#[cfg(test)]
mod tests {
    use wiremock::matchers::{header, header_exists, method, path, query_param};
    use wiremock::{Mock, MockServer, ResponseTemplate};

    use super::*;
    use crate::models::{SourceKind, default_facility_keywords};

    fn context() -> SourceContext {
        SourceContext {
            client: Client::new(),
            policy: Arc::new(AntiDetectionPolicy::default()),
            rng: Arc::new(RandomSource::seeded(1)),
            cache: Arc::new(ResponseCache::new(Duration::from_secs(60))),
        }
    }

    fn html_profile(server: &MockServer) -> SourceProfile {
        SourceProfile {
            id: "web".into(),
            name: "Web Search".into(),
            kind: SourceKind::WebSearch,
            enabled: true,
            priority: 1,
            endpoint: format!("{}/search?q={{query}}", server.uri()),
            query_template: "{name} {address}".into(),
            confidence: 0.6,
            extraction: ExtractionStrategy::Html {
                scope_selector: Some("#main_pack".into()),
            },
            facility_keywords: default_facility_keywords(),
            api_key_env: None,
            api_key_header: None,
            api_key_prefix: None,
            timeout_secs: None,
            resilience: None,
        }
    }

    fn json_profile(server: &MockServer) -> SourceProfile {
        SourceProfile {
            id: "place".into(),
            name: "Place API".into(),
            kind: SourceKind::PlaceApi,
            endpoint: format!("{}/v2/local?query={{query}}", server.uri()),
            confidence: 0.85,
            extraction: ExtractionStrategy::Json {
                root: "/documents/0".into(),
                fields: JsonFields {
                    name: Some("/place_name".into()),
                    address: Some("/road_address_name".into()),
                    phone: Some("/phone".into()),
                    rating: Some("/rating".into()),
                    ..JsonFields::default()
                },
            },
            api_key_header: Some("Authorization".into()),
            api_key_prefix: Some("KakaoAK ".into()),
            ..html_profile(server)
        }
    }

    const GYM_PAGE: &str = r#"<html><body>
        <div id="main_pack">
            <p>강남 피트니스 영업시간 06:00 ~ 23:00</p>
            <p>전화 02-555-1234</p>
            <p>샤워 가능 · PT · GX · 월 5만원</p>
        </div>
        <div class="ad">평점 1.0</div>
    </body></html>"#;

    #[tokio::test]
    async fn test_html_source_extracts_fragment() {
        let server = MockServer::start().await;
        Mock::given(method("GET"))
            .and(path("/search"))
            .and(query_param("q", "강남 피트니스 서울시 강남구"))
            .and(header_exists("user-agent"))
            .and(header_exists("referer"))
            .respond_with(ResponseTemplate::new(200).set_body_string(GYM_PAGE))
            .expect(1)
            .mount(&server)
            .await;

        let source = ProfiledSource::new(html_profile(&server), context()).unwrap();
        let fragment = source
            .search("강남 피트니스", Some("서울시 강남구"))
            .await
            .unwrap()
            .unwrap();

        assert_eq!(fragment.source, SourceId::from("web"));
        assert_eq!(fragment.confidence, 0.6);
        assert_eq!(fragment.phone.as_deref(), Some("02-555-1234"));
        assert_eq!(fragment.open_hour.map(|t| t.to_string()).as_deref(), Some("06:00"));
        assert_eq!(fragment.close_hour.map(|t| t.to_string()).as_deref(), Some("23:00"));
        assert_eq!(fragment.price, Some(50_000));
        assert_eq!(fragment.rating, None);
        assert!(fragment.facilities.contains("샤워시설"));
        assert!(fragment.facilities.contains("PT"));
        assert!(fragment.facilities.contains("GX"));
        assert_eq!(fragment.address, "서울시 강남구");
    }

    #[tokio::test]
    async fn test_forbidden_is_an_error() {
        let server = MockServer::start().await;
        Mock::given(method("GET"))
            .respond_with(ResponseTemplate::new(403))
            .mount(&server)
            .await;

        let source = ProfiledSource::new(html_profile(&server), context()).unwrap();
        let error = source.search("강남 피트니스", None).await.unwrap_err();
        assert_eq!(error.status_code(), Some(403));
        assert!(AntiDetectionPolicy::is_blocked(&error));
    }

    #[tokio::test]
    async fn test_no_signal_is_cached_as_none() {
        let server = MockServer::start().await;
        Mock::given(method("GET"))
            .respond_with(
                ResponseTemplate::new(200)
                    .set_body_string("<html><body><div id=\"main_pack\">검색 결과가 없습니다</div></body></html>"),
            )
            .expect(1)
            .mount(&server)
            .await;

        let source = ProfiledSource::new(html_profile(&server), context()).unwrap();
        assert_eq!(source.cached("없는 체육관", None), None);
        assert!(source.search("없는 체육관", None).await.unwrap().is_none());
        assert_eq!(source.cached("없는 체육관", None), Some(None));
        assert_eq!(source.cached("다른 체육관", None), None);
    }

    #[tokio::test]
    async fn test_json_source_uses_structured_fields() {
        let server = MockServer::start().await;
        let body = serde_json::json!({
            "documents": [{
                "place_name": "강남 피트니스 본점",
                "road_address_name": "서울 강남구 테헤란로 1",
                "phone": "02-555-1234",
                "rating": 4.6,
                "category_name": "스포츠,레저 > 헬스클럽 > 24시간"
            }]
        });
        Mock::given(method("GET"))
            .and(path("/v2/local"))
            .and(header("authorization", "KakaoAK secret"))
            .respond_with(ResponseTemplate::new(200).set_body_json(body))
            .mount(&server)
            .await;

        let source = ProfiledSource::with_api_key(
            json_profile(&server),
            context(),
            Some("secret".into()),
        )
        .unwrap();
        let fragment = source
            .search("강남 피트니스", Some("서울시 강남구"))
            .await
            .unwrap()
            .unwrap();

        assert_eq!(fragment.name, "강남 피트니스 본점");
        assert_eq!(fragment.address, "서울 강남구 테헤란로 1");
        assert_eq!(fragment.phone.as_deref(), Some("02-555-1234"));
        assert_eq!(fragment.rating, Some(4.6));
        assert!(fragment.facilities.contains("24시간"));
        assert_eq!(fragment.confidence, 0.85);
    }

    #[tokio::test]
    async fn test_unparseable_json_phone_is_dropped_alone() {
        let server = MockServer::start().await;
        let source = ProfiledSource::with_api_key(json_profile(&server), context(), None).unwrap();
        let body = serde_json::json!({
            "documents": [{
                "place_name": "강남 피트니스",
                "phone": "전화 문의",
                "rating": "4.3"
            }]
        })
        .to_string();

        let fragment = source.parse(&body, "강남 피트니스", None).unwrap().unwrap();
        assert_eq!(fragment.phone, None);
        assert_eq!(fragment.rating, Some(4.3));
        assert!(crate::pipeline::DataValidator::new().check(&fragment).is_ok());
    }

    #[tokio::test]
    async fn test_json_source_without_results() {
        let server = MockServer::start().await;
        Mock::given(method("GET"))
            .respond_with(
                ResponseTemplate::new(200).set_body_json(serde_json::json!({"documents": []})),
            )
            .mount(&server)
            .await;

        let source =
            ProfiledSource::with_api_key(json_profile(&server), context(), Some("k".into()))
                .unwrap();
        assert!(source.search("강남 피트니스", None).await.unwrap().is_none());
    }

    #[tokio::test]
    async fn test_query_and_url_building() {
        let server = MockServer::start().await;
        let profile = SourceProfile {
            query_template: "{name} {address} 헬스장".into(),
            endpoint: format!("{}/search?q={{query}}&key={{api_key}}", server.uri()),
            ..html_profile(&server)
        };
        let source = ProfiledSource::with_api_key(profile, context(), Some("a/b".into())).unwrap();

        assert_eq!(source.build_query("강남 피트니스", None), "강남 피트니스 헬스장");
        let url = source.build_url("짐 1").unwrap();
        assert!(url.ends_with("/search?q=%EC%A7%90+1&key=a%2Fb"), "{url}");
    }

    #[test]
    fn test_missing_api_key_fails_construction() {
        let profile = SourceProfile {
            api_key_env: Some("ENRICHER_TEST_KEY_THAT_IS_NEVER_SET".into()),
            ..default_html_profile()
        };
        assert!(matches!(
            ProfiledSource::new(profile, context()),
            Err(AppError::Config(_))
        ));
    }

    #[test]
    fn test_invalid_scope_selector_fails_construction() {
        let profile = SourceProfile {
            extraction: ExtractionStrategy::Html {
                scope_selector: Some("[[invalid".into()),
            },
            ..default_html_profile()
        };
        assert!(ProfiledSource::new(profile, context()).is_err());
    }

    fn default_html_profile() -> SourceProfile {
        crate::models::default_sources()
            .into_iter()
            .find(|s| s.id.as_str() == "naver_search")
            .unwrap()
    }
}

◆ ◆ ◆ ◆ ◆

Task goal
Look over the records above and filter for each line with the word "models".

Exercise output
    use crate::models::{SourceKind, default_facility_keywords};
        crate::models::default_sources()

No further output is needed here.